FONCIER
La transmission au cœur du congrès des fermiers et métayers
Après l’évaluation de l’entreprise agricole en 2021 et le portage du foncier en 2022, la transmission s’invite à la 75e édition du congrès de la Section nationale des fermiers et métayers (SNFM), cette semaine dans la Loire.
À Villerest dans la Loire, 120 à 130 délégués étaient réunis du 21 au 23 février pour la 75e édition du congrès de la Section nationale des fermiers et métayers (SNFM).
Avec cette 75e édition, si les sujets peuvent donner l’impression de s’essouffler, Bertrand Lapalus, président de la SNFM, exclut cette idée : « C’est vrai que cela pourrait paraître rébarbatif. Mais de l’intérieur, nous avons plein de nouvelles problématiques très intéressantes où les fermiers ont tous leur place : l’agrivoltaïsme, la mise en place d’un statut d’agriculteur professionnel, les montages sociétaires, les ZNT (zones de non-traitement), la fiscalité et son évolution, etc ».

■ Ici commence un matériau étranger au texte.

//! Integration tests for `logship config`.
//!
//! Every test sets `LOGSHIP_CONFIG` to a temp path so they never read or
//! write `~/.logship/config.yaml`.

#![allow(clippy::expect_used, clippy::unwrap_used)]

use assert_cmd::Command;
use predicates::prelude::*;
use tempfile::TempDir;

fn logship() -> Command {
    let mut cmd = Command::new(assert_cmd::cargo::cargo_bin!("logship"));
    cmd.env("NO_COLOR", "1");
    cmd
}

/// Returns a `TempDir` and the path string for a config file inside it.
fn temp_config_path() -> (TempDir, String) {
    let dir = TempDir::new().expect("temp dir");
    let path = dir
        .path()
        .join("config.yaml")
        .to_string_lossy()
        .into_owned();
    (dir, path)
}

#[test]
fn show_without_file_uses_defaults() {
    let (_dir, path) = temp_config_path();
    logship()
        .args(["config", "show"])
        .env("LOGSHIP_CONFIG", &path)
        .assert()
        .success()
        .stdout(predicate::str::contains("flyio/log-shipper"))
        .stdout(predicate::str::contains("(nearest)"));
}

#[test]
fn set_region_then_show() {
    let (_dir, path) = temp_config_path();
    logship()
        .args(["config", "set", "shipper.region", "fra"])
        .env("LOGSHIP_CONFIG", &path)
        .assert()
        .success()
        .stdout(predicate::str::contains("Set shipper.region = fra"));

    let content = std::fs::read_to_string(&path).expect("written");
    assert!(content.contains("fra"));

    logship()
        .args(["config", "show", "--json"])
        .env("LOGSHIP_CONFIG", &path)
        .assert()
        .success()
        .stdout(predicate::str::contains(r#""region": "fra""#));
}

#[cfg(unix)]
#[test]
fn saved_file_is_private() {
    use std::os::unix::fs::PermissionsExt;

    let (_dir, path) = temp_config_path();
    logship()
        .args(["config", "set", "shipper.image", "example/shipper:1"])
        .env("LOGSHIP_CONFIG", &path)
        .assert()
        .success();
    let mode = std::fs::metadata(&path).unwrap().permissions().mode();
    assert_eq!(mode & 0o777, 0o600);
}

#[test]
fn unknown_key_is_rejected() {
    let (_dir, path) = temp_config_path();
    logship()
        .args(["config", "set", "shipper.size", "large"])
        .env("LOGSHIP_CONFIG", &path)
        .assert()
        .failure()
        .stderr(predicate::str::contains("Unknown setting: shipper.size"));
    assert!(!std::path::Path::new(&path).exists());
}

#[test]
fn invalid_url_is_rejected_with_json_error() {
    let (_dir, path) = temp_config_path();
    let output = logship()
        .args(["config", "set", "api.graphql_url", "ftp://x", "--json"])
        .env("LOGSHIP_CONFIG", &path)
        .output()
        .expect("run");
    assert_eq!(output.status.code(), Some(1));
    let v: serde_json::Value = serde_json::from_slice(&output.stdout).expect("json error");
    assert_eq!(v["error"], true);
    assert_eq!(v["code"], "invalid_config");
}
//! Application services: use-case orchestration.
//!
//! Each service module implements a single use-case by composing domain logic
//! with port trait calls. Services import only from `crate::domain` and
//! `crate::application::ports`; never from `crate::infra`, `crate::commands`,
//! or `crate::output`.

pub mod addon;
pub mod config_service;
pub mod credentials;
pub mod provider_secrets;
pub mod ship_setup;
pub mod shipper_app;
pub mod shipper_machine;
//! Infrastructure layer: concrete implementations of application port traits.
//!
//! This module contains all I/O-performing code: the platform GraphQL API,
//! the machines API, the configuration file, and terminal prompts.
//!
//! Imports from `crate::domain` and `crate::application::ports` are allowed.
//! Imports from `crate::commands` or `crate::output` are forbidden.

pub mod config;
pub mod graphql;
pub mod http;
pub mod machines;
pub mod prompt;
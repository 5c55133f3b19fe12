//! `TerminalReporter`: presentation-side implementation of `ProgressReporter`.
//!
//! Each `step()` starts a spinner on a TTY; the next event settles it.
//! Without a TTY, steps are printed as plain `→` lines.

use std::cell::RefCell;

use indicatif::ProgressBar;
use owo_colors::OwoColorize as _;

use crate::application::ports::ProgressReporter;
use crate::output::{OutputContext, progress};

/// Terminal progress reporter that wraps an `OutputContext`.
pub struct TerminalReporter<'a> {
    ctx: &'a OutputContext,
    active: RefCell<Option<(ProgressBar, String)>>,
}

impl<'a> TerminalReporter<'a> {
    /// Create a new `TerminalReporter` wrapping the given output context.
    #[must_use]
    pub fn new(ctx: &'a OutputContext) -> Self {
        Self {
            ctx,
            active: RefCell::new(None),
        }
    }

    /// Close any running spinner, marking its step as done.
    pub fn finish(&self) {
        if let Some((pb, msg)) = self.active.borrow_mut().take() {
            progress::finish_ok(&pb, settled(&msg));
        }
    }

    fn clear(&self) {
        if let Some((pb, _)) = self.active.borrow_mut().take() {
            progress::clear(&pb);
        }
    }
}

/// Text of a completed step: the in-progress `...` suffix is dropped.
pub(super) fn settled(step: &str) -> &str {
    step.trim_end().trim_end_matches("...").trim_end()
}

impl ProgressReporter for TerminalReporter<'_> {
    fn step(&self, message: &str) {
        if self.ctx.quiet {
            return;
        }
        self.finish();
        if self.ctx.show_progress() {
            *self.active.borrow_mut() = Some((progress::spinner(message), message.to_string()));
        } else {
            println!("  {} {message}", "→".style(self.ctx.styles.info));
        }
    }

    fn success(&self, message: &str) {
        self.clear();
        self.ctx.success(message);
    }

    fn warn(&self, message: &str) {
        self.clear();
        self.ctx.warn(message);
    }
}

impl Drop for TerminalReporter<'_> {
    fn drop(&mut self) {
        self.clear();
    }
}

Trois éditions complémentaires
Concernant les derniers congrès, où les rapports d’orientation ont systématiquement été validés par les délégués, Bertrand Lapalus se veut fier du travail accompli. En 2021, la thématique portait sur l’évaluation de l’entreprise agricole. « Il semble important, si l’on veut réussir une installation, de bien préparer la transmission. Il faut donc partir sur des bases justes. L’évaluation de l’entreprise agricole est réclamée par bon nombre, car aujourd’hui, on s’écarte beaucoup de la réalité économique et on tend trop vers une évaluation patrimoniale. Avec cette dernière, un barrage est alors fait aux jeunes candidats à l’installation. » L’an dernier, le thème de la 74e édition était le portage du foncier agricole et ses solutions. « Nous avons parlé du fonds de portage mis en place par les Safer, mais aussi des GFA (groupements fonciers agricoles), des investisseurs privés qui se comportent en bailleurs, etc. » Avec la thématique de 2023, à savoir la transmission, ces trois derniers congrès se veulent complémentaires. « Cette année, nous terminons avec le sujet de la transmission, car pour que celle-ci réussisse, il faut que les deux thèmes abordés précédemment voient le jour. » Guidés par le sujet du renouvellement des générations, les travaux ont permis de mettre en lumière le constat suivant : « Nous savons qu’en 2026, 50 % des agriculteurs auront atteint l’âge légal de la retraite. 70 % d’entre eux n’ont pas de successeur connu. Donc cela veut dire que l’on aura du sang neuf, des hors cadres familiaux qui viendront et donc, des profils d’agriculteurs différents. Ils auront besoin de partir sur de bonnes bases, d’avoir un outil de travail sécurisé et estimé à sa juste valeur ».
Axel Poulain
La SNFM soutient une évolution du statut du fermage
La Section nationale des fermiers et métayers (SNFM) soutient une évolution du statut du fermage dans le cadre du pacte et de la loi d’orientation et d’avenir agricole (LOAA), a-t-elle expliqué le 7 février. Sa position repose sur un projet de réforme, conclu avec la SNPR (propriétaires, FNSEA), qu’il faudrait « reprendre tel quel », a déclaré en conférence de presse le secrétaire général, Patrice Chaillou. L’accord FNSEA vise à limiter les contentieux, inciter les propriétaires à mettre à bail, tout en facilitant l’installation des jeunes dits « hors cadre familial » . Marc Fesneau, dans un entretien le 5 juillet dernier à “Agra Presse”, avait pourtant assuré qu’« il n’est pas question de toucher au statut du fermage » dans le cadre de la LOAA.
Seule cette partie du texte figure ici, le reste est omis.